For information on screening WIC participants for possible depression please see Guidance for Screening and Referring with or at Risk for Depression
(available on the Food and Nutrition Service PartnerWeb). This guidance clarifies WIC staff’s role in maternal depression, provides training resources, identifies focus areas of breastfeeding promotion and support, and nutrition education related to maternal depression. It also contains information on referring participants to appropriate mental health services to maximize participant benefit from WIC nutrition services to achieve positive health outcomes.
Prenatal Depression
The most common symptoms of prenatal depression include feelings of sadness, anxiety, and fatigue (15). Women who experience depression during pregnancy are found to be at an increased risk of not following their prenatal medical plan, inadequate or excessive gestational weight gain, smoking, and substance use (16). Studies suggest that pregnant women with untreated symptoms of depression have increased rates of birth complications, preeclampsia, preterm delivery, low birth weight and impaired social, cognitive, and emotional development in the baby (16, 17). Approximately 10% of pregnant women experience depression with some reported rates as high as 22% (18, 19). Women of color and those from lower socioeconomic groups have a significantly higher incidence of prenatal depression (20).
Approximately 6-8% of U.S. women report using or having been prescribed an antidepressant while pregnant (21). There are currently no recommendations on which medication should be used to treat depression during pregnancy and there are concerns about the negative associations of antidepressants on fetal and infant health (12, 22). Selective serotonin reuptake inhibitors (SSRIs) are the most frequently used medication to treat pregnant women with depression (22). Some complications associated with SSRIs and Selective neurontin reuptake inhibitors (SNRIs) used in pregnancy may include increased risk of spontaneous abortion, preterm birth and low birth weight, poor neonatal adaptation syndrome, persistent pulmonary hypertension and congenital anomalies including heart defects (22). High rates of depression relapse (70%) have been found in some studies when pregnant women have stopped their antidepressant medication (23). The use of antidepressants during pregnancy may also influence a woman’s choice for feeding her infant making her less likely to plan on or initiate breastfeeding (24). For all these reasons, it is imperative that prenatal women discuss the benefits and risks of antidepressant therapy as part of the treatment for depression with their health care provider (21).
Depression in Pregnant Adolescents
Adolescent pregnancy is considered a significant risk for depression (25). Women who gave birth before their 20th birthday showed higher levels of depressive and anxiety symptoms (25). The symptoms of depression in adolescence are different than those presented in adulthood (26). While they share a depressed mood, adolescents more frequently show changes in appetite or weight and insomnia, rather than a loss of interests and poor concentration (26).
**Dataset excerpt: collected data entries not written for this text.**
pub mod dependency;
pub mod metric;
pub mod report;
pub mod samples;
pub mod system_info;

pub use dependency::{DependencyCheck, DependencyStatus};
pub use metric::MetricSample;
pub use report::{HealthReport, PartitionEntry, ProcessSummary, SubsystemDetail, SubsystemReport};
pub use samples::{
    partition_outcomes, CpuSample, ItemOutcome, MemorySample, NetworkSample, PartitionSample,
    ProcessSample, ProcessTable, SkipDiagnostic,
};
pub use system_info::SystemInfo;
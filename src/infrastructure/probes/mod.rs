#[cfg(feature = "postgres")]
pub mod postgres_check;
#[cfg(feature = "redis")]
pub mod redis_check;

use async_trait::async_trait;
use thiserror::Error;

use crate::application::config::{DependencyConfig, EndpointConfig, PostgresConfig};
use crate::domain::entities::{DependencyCheck, DependencyStatus};
use crate::domain::ports::DependencyProbe;

/// Which client libraries were compiled into this binary.
#[derive(Debug, Clone, Copy, PartialEq, Eq)]
pub struct ProbeCapabilities {
    pub redis: bool,
    pub postgres: bool,
}

impl ProbeCapabilities {
    /// Resolved from cargo features, once, at startup.
    #[must_use]
    pub const fn detect() -> Self {
        Self {
            redis: cfg!(feature = "redis"),
            postgres: cfg!(feature = "postgres"),
        }
    }
}

#[derive(Error, Debug)]
pub enum ProbeError {
    #[cfg(feature = "redis")]
    #[error("redis: {0}")]
    Redis(#[from] ::redis::RedisError),
    #[cfg(feature = "postgres")]
    #[error("postgres: {0}")]
    Postgres(#[from] tokio_postgres::Error),
    #[error("no reply within {0:?}")]
    Timeout(std::time::Duration),
    #[error("unexpected reply: {0:?}")]
    UnexpectedReply(String),
}

/// Probe standing in for a dependency whose support is not compiled in.
pub struct SkippedProbe {
    name: String,
    reason: String,
}

impl SkippedProbe {
    #[must_use]
    pub fn not_compiled(name: &str) -> Self {
        Self {
            name: name.to_string(),
            reason: format!("{name} support not compiled in"),
        }
    }
}

#[async_trait]
impl DependencyProbe for SkippedProbe {
    fn name(&self) -> &str {
        &self.name
    }

    async fn check(&self) -> DependencyStatus {
        DependencyStatus::Skipped(self.reason.clone())
    }
}

#[cfg(feature = "redis")]
fn redis_client(endpoint: &EndpointConfig) -> Box<dyn DependencyProbe> {
    Box::new(redis_check::RedisProbe::new(endpoint))
}

#[cfg(not(feature = "redis"))]
fn redis_client(_endpoint: &EndpointConfig) -> Box<dyn DependencyProbe> {
    Box::new(SkippedProbe::not_compiled("redis"))
}

#[cfg(feature = "postgres")]
fn postgres_client(config: &PostgresConfig) -> Box<dyn DependencyProbe> {
    Box::new(postgres_check::PostgresProbe::new(config))
}

#[cfg(not(feature = "postgres"))]
fn postgres_client(_config: &PostgresConfig) -> Box<dyn DependencyProbe> {
    Box::new(SkippedProbe::not_compiled("postgres"))
}

/// One probe per configured dependency, in a fixed order (redis, postgres).
/// Unconfigured dependencies are not probed at all.
#[must_use]
pub fn build_probes(
    config: &DependencyConfig,
    caps: ProbeCapabilities,
) -> Vec<Box<dyn DependencyProbe>> {
    let mut probes: Vec<Box<dyn DependencyProbe>> = Vec::new();
    if let Some(endpoint) = &config.redis {
        probes.push(if caps.redis {
            redis_client(endpoint)
        } else {
            Box::new(SkippedProbe::not_compiled("redis"))
        });
    }
    if let Some(postgres) = &config.postgres {
        probes.push(if caps.postgres {
            postgres_client(postgres)
        } else {
            Box::new(SkippedProbe::not_compiled("postgres"))
        });
    }
    probes
}

/// Runs every probe sequentially, logging each outcome.
pub async fn run_probes(probes: &[Box<dyn DependencyProbe>]) -> Vec<DependencyCheck> {
    let mut checks = Vec::with_capacity(probes.len());
    for probe in probes {
        let check = probe.run().await;
        match &check.status {
            DependencyStatus::Failed(msg) => {
                tracing::warn!(dependency = %check.name, "dependency check failed: {msg}");
            }
            status => tracing::debug!(dependency = %check.name, %status, "dependency checked"),
        }
        checks.push(check);
    }
    checks
}
pub mod app;
pub mod commands;
pub mod formatters;
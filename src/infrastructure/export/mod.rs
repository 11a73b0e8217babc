pub mod file_sink;

pub use file_sink::FileReportSink;
/// Static description of the host, rendered first in every report.
/// Field order is the export order.
#[derive(Debug, Clone, PartialEq, Eq)]
pub struct SystemInfo {
    pub hostname: String,
    pub platform: String,
    pub platform_version: String,
    pub architecture: String,
    pub processor: String,
    pub kernel_version: String,
    pub runtime_version: String,
}

impl SystemInfo {
    /// Label/value pairs in export order, for the console report.
    #[must_use]
    pub fn entries(&self) -> [(&'static str, &str); 7] {
        [
            ("Hostname", self.hostname.as_str()),
            ("Platform", self.platform.as_str()),
            ("Platform Version", self.platform_version.as_str()),
            ("Architecture", self.architecture.as_str()),
            ("Processor", self.processor.as_str()),
            ("Kernel Version", self.kernel_version.as_str()),
            ("Runtime Version", self.runtime_version.as_str()),
        ]
    }
}
use serde::Serialize;

/// Raw CPU measurement handed over by a metrics provider.
#[derive(Debug, Clone, PartialEq)]
pub struct CpuSample {
    pub physical_cores: Option<usize>,
    pub logical_cores: usize,
    pub percent_total: f64,
    pub percent_per_core: Vec<f64>,
    pub frequency_mhz: Option<u64>,
}

/// Raw memory and swap measurement, in bytes.
#[derive(Debug, Clone, PartialEq)]
pub struct MemorySample {
    pub total_bytes: u64,
    pub available_bytes: u64,
    pub used_bytes: u64,
    pub percent_used: f64,
    pub swap_total_bytes: u64,
    pub swap_used_bytes: u64,
    pub swap_percent: f64,
}

/// Usage of one mounted partition.
#[derive(Debug, Clone, PartialEq)]
pub struct PartitionSample {
    pub device: String,
    pub mount_point: String,
    pub filesystem: String,
    pub total_bytes: u64,
    pub used_bytes: u64,
    pub free_bytes: u64,
    pub percent_used: f64,
}

/// Cumulative network counters over all interfaces.
#[derive(Debug, Clone, PartialEq, Eq)]
pub struct NetworkSample {
    pub bytes_sent: u64,
    pub bytes_recv: u64,
    pub packets_sent: u64,
    pub packets_recv: u64,
    pub errors_in: u64,
    pub errors_out: u64,
    pub interface_count: usize,
}

impl NetworkSample {
    /// Share of packets that hit an error, `0.0` when no packets were seen.
    #[allow(clippy::cast_precision_loss)]
    #[must_use]
    pub fn error_percent(&self) -> f64 {
        let packets = self.packets_sent.saturating_add(self.packets_recv);
        if packets == 0 {
            return 0.0;
        }
        let errors = self.errors_in.saturating_add(self.errors_out);
        (errors as f64 / packets as f64) * 100.0
    }
}

/// One entry of the process table.
#[derive(Debug, Clone, PartialEq)]
pub struct ProcessSample {
    pub pid: u32,
    pub name: String,
    pub cpu_percent: f64,
    pub memory_percent: f64,
}

/// Every process the provider listed, read or not.
#[derive(Debug, Clone, Default, PartialEq)]
pub struct ProcessTable {
    pub entries: Vec<ItemOutcome<ProcessSample>>,
}

/// Record that one item of a multi-item subsystem could not be measured.
#[derive(Debug, Clone, PartialEq, Eq, Serialize)]
pub struct SkipDiagnostic {
    pub item: String,
    pub reason: String,
}

impl SkipDiagnostic {
    #[must_use]
    pub fn new(item: impl Into<String>, reason: impl Into<String>) -> Self {
        Self {
            item: item.into(),
            reason: reason.into(),
        }
    }
}

impl std::fmt::Display for SkipDiagnostic {
    fn fmt(&self, f: &mut std::fmt::Formatter<'_>) -> std::fmt::Result {
        write!(f, "{}: {}", self.item, self.reason)
    }
}

/// Per-item read result: either a sample or the reason it was skipped.
#[derive(Debug, Clone, PartialEq)]
pub enum ItemOutcome<T> {
    Measured(T),
    Skipped(SkipDiagnostic),
}

impl<T> ItemOutcome<T> {
    #[must_use]
    pub fn skipped(item: impl Into<String>, reason: impl Into<String>) -> Self {
        Self::Skipped(SkipDiagnostic::new(item, reason))
    }
}

/// Splits outcomes into measured items and skip diagnostics, keeping order.
#[must_use]
pub fn partition_outcomes<T>(outcomes: Vec<ItemOutcome<T>>) -> (Vec<T>, Vec<SkipDiagnostic>) {
    let mut measured = Vec::with_capacity(outcomes.len());
    let mut skipped = Vec::new();
    for outcome in outcomes {
        match outcome {
            ItemOutcome::Measured(item) => measured.push(item),
            ItemOutcome::Skipped(diagnostic) => skipped.push(diagnostic),
        }
    }
    (measured, skipped)
}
Depression in adolescent pregnancy has a high frequency of suicidal attempts, reaching up to 20% (26).
Teens who are female, have a family history of depression, a history of trauma, family conflict, a chronic medical disease, or who are LGBTQ are at greater risk for developing adolescent depression. Depression in adolescents can occur with other mental illnesses including anxiety. (26)
Postpartum Depression
Postpartum depression (PPD) is a form of depression that occurs within 4 to 6 weeks after childbirth and is one of the most common complications that occurs after pregnancy (27, 28). PPD is associated with many adverse outcomes for both mother and offspring including, maternal mortality and morbidity, increased risk for infanticide, poorer maternal-infant attachment, early discontinuation of breastfeeding, and impaired parenting behaviors (12, 27). It affects 10-15% of women (27). The risk factors associated with PPD include genetics, history of a mental illness and adverse life events including physical, psychological, or sexual abuse (27). Discrimination and immigration are often overlooked adverse life events associated with PPD (27).
PPD is different from the “baby blues” which is used to describe mild mood changes, feelings of worry, unhappiness, and exhaustion in the first 2 weeks after having a baby (15). The “baby blues” is a common reaction following delivery that affects 70-80% of new mothers (12). The “baby blues” typically peak four to five days after delivery and may last hours to days and usually resolve within 2 weeks (12, 15).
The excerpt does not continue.